Je n'en suis pas particulièrement fière mais c'était un moment cocasse, une petite éclaircie dans le marasme. Par contre, je ne suis pas sûre que ce genre d’entourloupe puisse tenir sur le long terme.

L’introduction de Prof’Essor dans les écoles va en effet compliquer les choses.
Inventé par McKinsey, ce programme est vendu comme un dispositif visant à sortir les enseignants de l’isolement de leur classe pour partager leurs pratiques. Concrètement, le programme prévoit que les enseignants viennent observer leurs collègues et qu'ils émettent des commentaires constructifs et bienveillants afin que chacun puisse progresser.
Sous le couvert d’une démarche collaborative, il s’agit en réalité d’une technique de management qui vise à uniformiser les pratiques et qui aura pour conséquence l'installation d'une auto-surveillance des enseignants les uns envers les autres (une idée plutôt futée, les directeurs n'ayant pas le don d'ubiquité).
L’arrivée prochaine du “leadership distribué” permettant à certains enseignants d’évaluer leurs propres collègues va compléter le dispositif (cf. articles Le Pacte d'Excellence sur le terrain : premières impressions et Le relais catholique).

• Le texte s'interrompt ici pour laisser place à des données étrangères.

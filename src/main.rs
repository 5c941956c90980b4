// Copyright (c) 2024-2026 Martin Schröder <info@swedishembedded.com>
//
// SPDX-License-Identifier: MIT
mod cli;

use std::sync::Arc;
use std::time::Duration;

use anyhow::Context;
use clap::Parser;
use tokio_util::sync::CancellationToken;
use tracing::{error, info};
use tracing_subscriber::{filter::EnvFilter, fmt, prelude::*};

use cli::{Cli, Command, SearchArgs};
use zguby_blob::HttpBlobStore;
use zguby_broker::topology::{self, queues};
use zguby_broker::{run_consumer, EventHandler, Publisher};
use zguby_config::{Config, EncoderConfig};
use zguby_embed::{Encoder, HttpEncoder, MockEncoder};
use zguby_portal::HttpPortal;
use zguby_vector::{QdrantStore, SearchFilter, SearchParams, VectorStore};
use zguby_workers::{
    Embedder, Indexer, LegacyConverter, MemoryItemStore, PortalPublisher, StatusReconciler,
};

#[tokio::main]
async fn main() -> anyhow::Result<()> {
    let cli = Cli::parse();
    init_logging(cli.verbose);

    let config = zguby_config::from_env();

    match cli.command {
        Command::ShowConfig => {
            println!("{}", serde_yaml::to_string(&config)?);
            Ok(())
        }
        Command::Topology => declare_topology(&config).await,
        Command::Search(args) => search(&config, args).await,
        Command::Embedder => run_workers(&config, &[Role::Embedder]).await,
        Command::Indexer => run_workers(&config, &[Role::Indexer]).await,
        Command::Publisher => run_workers(&config, &[Role::Publisher]).await,
        Command::Reconciler => run_workers(&config, &[Role::Reconciler]).await,
        Command::Converter => run_workers(&config, &[Role::Converter]).await,
        Command::All => {
            run_workers(
                &config,
                &[
                    Role::Embedder,
                    Role::Indexer,
                    Role::Publisher,
                    Role::Reconciler,
                    Role::Converter,
                ],
            )
            .await
        }
    }
}

fn init_logging(verbose: bool) {
    let default_directive = if verbose { "debug" } else { "info" };
    let filter = EnvFilter::try_from_default_env()
        .unwrap_or_else(|_| EnvFilter::new(default_directive));
    tracing_subscriber::registry()
        .with(fmt::layer().with_target(true))
        .with(filter)
        .init();
}

// ── Worker roles ──────────────────────────────────────────────────────────────

#[derive(Debug, Clone, Copy, PartialEq, Eq)]
enum Role {
    Embedder,
    Indexer,
    Publisher,
    Reconciler,
    Converter,
}

impl Role {
    /// The queues this role consumes. The portal publisher runs one session
    /// per queue, both feeding the same handler.
    fn queues(&self) -> &'static [&'static str] {
        match self {
            Role::Embedder => &[queues::EMBED],
            Role::Indexer => &[queues::INGEST],
            Role::Publisher => &[queues::PUBLISH, queues::DATASETS_PUBLISH],
            Role::Reconciler => &[queues::GATEWAY_STATUS],
            Role::Converter => &[queues::DATASETS_PROCESS],
        }
    }

    async fn handler(&self, config: &Config) -> anyhow::Result<Arc<dyn EventHandler>> {
        Ok(match self {
            Role::Embedder => {
                let blob = Arc::new(HttpBlobStore::new(&config.blob)?);
                let encoder = build_encoder(&config.encoder)?;
                Arc::new(Embedder::new(blob, encoder, config.blob.clone()))
            }
            Role::Indexer => {
                let store = Arc::new(QdrantStore::new(&config.vector)?);
                store
                    .ensure_collection()
                    .await
                    .context("ensuring vector collection")?;
                Arc::new(Indexer::new(store))
            }
            Role::Publisher => {
                let portal = Arc::new(HttpPortal::new(&config.portal)?);
                Arc::new(PortalPublisher::new(
                    portal,
                    config.portal.dataset_id.clone(),
                ))
            }
            Role::Reconciler => Arc::new(StatusReconciler::new(Arc::new(MemoryItemStore::new()))),
            Role::Converter => Arc::new(LegacyConverter::new()),
        })
    }
}

/// Select the encoder driver. The reserved URL `mock` runs the pipeline
/// without the encoder sidecar (deterministic vectors, local development
/// only).
fn build_encoder(cfg: &EncoderConfig) -> anyhow::Result<Arc<dyn Encoder>> {
    if cfg.url == "mock" {
        info!("using the deterministic mock encoder");
        return Ok(Arc::new(MockEncoder));
    }
    Ok(Arc::new(HttpEncoder::new(cfg)?))
}

async fn run_workers(config: &Config, roles: &[Role]) -> anyhow::Result<()> {
    let conn = zguby_broker::connect(&config.broker).await?;

    // Any worker bootstraps the broker; declaration is idempotent.
    let setup = conn.create_channel().await?;
    topology::declare(&setup, &config.broker.exchange).await?;

    let shutdown = CancellationToken::new();
    let mut tasks = Vec::new();

    for role in roles {
        let handler = role.handler(config).await?;
        for &queue in role.queues() {
            // One channel per consumer session, one per publisher; a
            // channel is never shared between the two.
            let channel = conn.create_channel().await?;
            let sink = Arc::new(Publisher::new(&conn, &config.broker).await?);
            let handler = handler.clone();
            let token = shutdown.clone();
            let prefetch = config.broker.prefetch;
            tasks.push(tokio::spawn(async move {
                if let Err(err) =
                    run_consumer(channel, queue, prefetch, handler, sink, token).await
                {
                    error!(queue, error = %err, "consumer terminated");
                }
            }));
        }
    }

    tokio::signal::ctrl_c()
        .await
        .context("waiting for shutdown signal")?;
    info!("shutting down");
    shutdown.cancel();

    let deadline =
        tokio::time::Instant::now() + Duration::from_secs(config.broker.shutdown_grace_secs);
    for task in tasks {
        if tokio::time::timeout_at(deadline, task).await.is_err() {
            error!("consumer did not stop within the grace period");
            break;
        }
    }
    conn.close(200, "shutdown").await.ok();
    Ok(())
}

// ── One-shot commands ─────────────────────────────────────────────────────────

async fn declare_topology(config: &Config) -> anyhow::Result<()> {
    let conn = zguby_broker::connect(&config.broker).await?;
    let channel = conn.create_channel().await?;
    topology::declare(&channel, &config.broker.exchange).await?;
    info!(exchange = %config.broker.exchange, "topology declared");
    conn.close(200, "done").await.ok();
    Ok(())
}

async fn search(config: &Config, args: SearchArgs) -> anyhow::Result<()> {
    let encoder = build_encoder(&config.encoder)?;
    let store = QdrantStore::new(&config.vector)?;

    let vector = encoder
        .encode_text(args.query.trim())
        .await
        .context("encoding query")?;
    let params = SearchParams {
        limit: args.limit,
        score_threshold: args.threshold,
        filter: SearchFilter {
            category: args.category,
            location: args.location,
        },
        ..Default::default()
    };
    let hits = store.search(&vector, &params).await?;

    if hits.is_empty() {
        println!("no matches above score {:.2}", args.threshold);
        return Ok(());
    }
    for hit in hits {
        println!(
            "{:.3}  {}  [{}]  {}  ({})",
            hit.score, hit.payload.title, hit.payload.category, hit.payload.location, hit.id
        );
    }
    Ok(())
}
// Copyright (c) 2024-2026 Martin Schröder <info@swedishembedded.com>
//
// SPDX-License-Identifier: Apache-2.0
use thiserror::Error;

#[derive(Debug, Error)]
pub enum EncoderError {
    /// Network failure or timeout talking to the encoder service.
    #[error("encoder unavailable: {0}")]
    Unavailable(String),

    /// The service answered with a non-success status.
    #[error("encoder returned status {0}")]
    Status(u16),

    /// The service returned a vector of the wrong length. This is a
    /// deployment mismatch, not a per-message problem.
    #[error("encoder returned {got}-dim vector, expected {want}")]
    Dimension { got: usize, want: usize },

    /// The response body did not parse.
    #[error("unparseable encoder response: {0}")]
    Response(String),
}

impl EncoderError {
    /// Whether retrying later could plausibly succeed.
    pub fn is_transient(&self) -> bool {
        match self {
            EncoderError::Unavailable(_) => true,
            EncoderError::Status(s) => *s >= 500,
            EncoderError::Dimension { .. } | EncoderError::Response(_) => false,
        }
    }
}

#[cfg(test)]
mod tests {
    use super::*;

    #[test]
    fn classification_of_encoder_errors() {
        assert!(EncoderError::Unavailable("timeout".into()).is_transient());
        assert!(EncoderError::Status(503).is_transient());
        assert!(!EncoderError::Status(422).is_transient());
        assert!(!EncoderError::Dimension { got: 384, want: 512 }.is_transient());
    }
}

Bref, tout semble avoir été soigneusement étudié pour que les enseignants ne puissent plus dévier de la ligne directrice décidée dans les écoles. Le principe de liberté pédagogique poursuit donc tranquillement sa dissolution dans le Pacte d’Excellence.

Sans vouloir noircir le tableau, on se rend compte aussi qu'en dehors d'une démarche collective de toute une équipe, les moyens à disposition des enseignants pour se défendre contre le harcèlement ou simplement pour résister contre une politique autocratique de la part d'un directeur et de son PO sont devenus très minces aujourd'hui.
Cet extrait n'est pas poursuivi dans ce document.